YOUR ASSIGNMENT: Select all lines holding the word "ElementSynced" from the entries that follow.

######

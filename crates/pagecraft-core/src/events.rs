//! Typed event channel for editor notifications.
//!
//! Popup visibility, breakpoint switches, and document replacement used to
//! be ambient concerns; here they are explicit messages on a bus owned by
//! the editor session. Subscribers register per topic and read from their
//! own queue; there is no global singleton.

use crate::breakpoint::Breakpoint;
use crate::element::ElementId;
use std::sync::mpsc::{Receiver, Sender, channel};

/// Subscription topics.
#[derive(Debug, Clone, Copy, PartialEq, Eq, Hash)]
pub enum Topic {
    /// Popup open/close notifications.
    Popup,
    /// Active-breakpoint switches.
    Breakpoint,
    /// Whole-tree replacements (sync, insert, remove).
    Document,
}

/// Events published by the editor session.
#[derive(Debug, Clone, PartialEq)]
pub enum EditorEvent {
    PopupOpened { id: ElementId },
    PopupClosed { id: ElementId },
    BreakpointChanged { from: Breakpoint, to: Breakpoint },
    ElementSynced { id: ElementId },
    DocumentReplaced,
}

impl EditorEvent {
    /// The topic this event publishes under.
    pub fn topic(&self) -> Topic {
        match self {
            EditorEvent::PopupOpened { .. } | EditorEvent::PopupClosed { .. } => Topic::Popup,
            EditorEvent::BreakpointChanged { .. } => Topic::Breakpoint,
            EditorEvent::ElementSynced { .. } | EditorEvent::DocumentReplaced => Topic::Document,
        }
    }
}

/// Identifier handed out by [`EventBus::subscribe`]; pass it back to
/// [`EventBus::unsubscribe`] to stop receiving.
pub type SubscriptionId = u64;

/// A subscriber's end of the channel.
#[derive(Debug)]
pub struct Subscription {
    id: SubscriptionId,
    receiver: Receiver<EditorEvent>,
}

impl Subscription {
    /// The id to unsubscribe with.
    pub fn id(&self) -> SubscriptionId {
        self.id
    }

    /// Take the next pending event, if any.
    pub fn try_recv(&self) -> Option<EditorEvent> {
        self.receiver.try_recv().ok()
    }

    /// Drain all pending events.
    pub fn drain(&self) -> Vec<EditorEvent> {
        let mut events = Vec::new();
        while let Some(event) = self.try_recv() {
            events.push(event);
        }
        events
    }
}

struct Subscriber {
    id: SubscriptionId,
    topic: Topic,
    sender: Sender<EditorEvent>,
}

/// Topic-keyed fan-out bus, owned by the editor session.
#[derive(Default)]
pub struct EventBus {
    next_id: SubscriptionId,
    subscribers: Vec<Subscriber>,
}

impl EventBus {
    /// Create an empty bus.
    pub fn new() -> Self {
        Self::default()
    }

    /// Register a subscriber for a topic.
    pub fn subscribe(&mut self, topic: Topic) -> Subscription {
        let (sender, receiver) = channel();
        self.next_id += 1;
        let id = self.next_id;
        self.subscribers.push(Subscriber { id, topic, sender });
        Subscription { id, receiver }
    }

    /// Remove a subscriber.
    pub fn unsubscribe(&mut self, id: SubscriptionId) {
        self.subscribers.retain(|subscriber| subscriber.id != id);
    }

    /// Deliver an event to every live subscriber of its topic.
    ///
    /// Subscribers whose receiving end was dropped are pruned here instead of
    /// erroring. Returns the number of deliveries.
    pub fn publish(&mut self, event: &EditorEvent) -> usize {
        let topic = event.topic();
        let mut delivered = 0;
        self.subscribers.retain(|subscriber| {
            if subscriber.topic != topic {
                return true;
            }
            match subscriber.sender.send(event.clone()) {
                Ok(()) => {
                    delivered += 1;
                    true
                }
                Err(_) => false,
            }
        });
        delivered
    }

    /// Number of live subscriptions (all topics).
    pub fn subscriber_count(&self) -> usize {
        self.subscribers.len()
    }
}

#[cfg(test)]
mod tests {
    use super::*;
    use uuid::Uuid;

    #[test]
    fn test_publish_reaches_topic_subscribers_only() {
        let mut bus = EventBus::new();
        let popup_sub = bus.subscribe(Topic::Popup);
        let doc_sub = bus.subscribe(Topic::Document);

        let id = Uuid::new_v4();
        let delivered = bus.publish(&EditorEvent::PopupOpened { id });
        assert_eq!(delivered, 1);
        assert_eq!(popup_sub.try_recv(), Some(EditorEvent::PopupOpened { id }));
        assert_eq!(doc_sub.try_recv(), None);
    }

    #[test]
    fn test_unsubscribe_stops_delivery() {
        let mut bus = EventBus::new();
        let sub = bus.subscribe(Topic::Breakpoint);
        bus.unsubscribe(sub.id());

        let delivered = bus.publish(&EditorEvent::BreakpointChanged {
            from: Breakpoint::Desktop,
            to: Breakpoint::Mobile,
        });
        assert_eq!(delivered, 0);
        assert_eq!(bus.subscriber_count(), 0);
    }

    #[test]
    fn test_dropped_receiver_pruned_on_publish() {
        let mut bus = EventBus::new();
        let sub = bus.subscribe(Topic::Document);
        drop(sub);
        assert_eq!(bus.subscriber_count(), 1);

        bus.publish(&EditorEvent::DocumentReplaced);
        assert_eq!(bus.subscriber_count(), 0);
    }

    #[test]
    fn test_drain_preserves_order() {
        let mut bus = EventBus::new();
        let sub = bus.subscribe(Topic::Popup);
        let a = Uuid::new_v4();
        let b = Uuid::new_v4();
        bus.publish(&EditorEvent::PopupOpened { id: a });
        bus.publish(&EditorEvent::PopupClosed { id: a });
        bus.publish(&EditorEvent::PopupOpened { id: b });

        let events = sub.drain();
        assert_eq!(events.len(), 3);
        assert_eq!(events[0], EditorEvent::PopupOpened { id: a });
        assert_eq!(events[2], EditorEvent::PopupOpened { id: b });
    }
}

######

RESULT OF THIS EXERCISE:
    ElementSynced { id: ElementId },
            EditorEvent::ElementSynced { .. } | EditorEvent::DocumentReplaced => Topic::Document,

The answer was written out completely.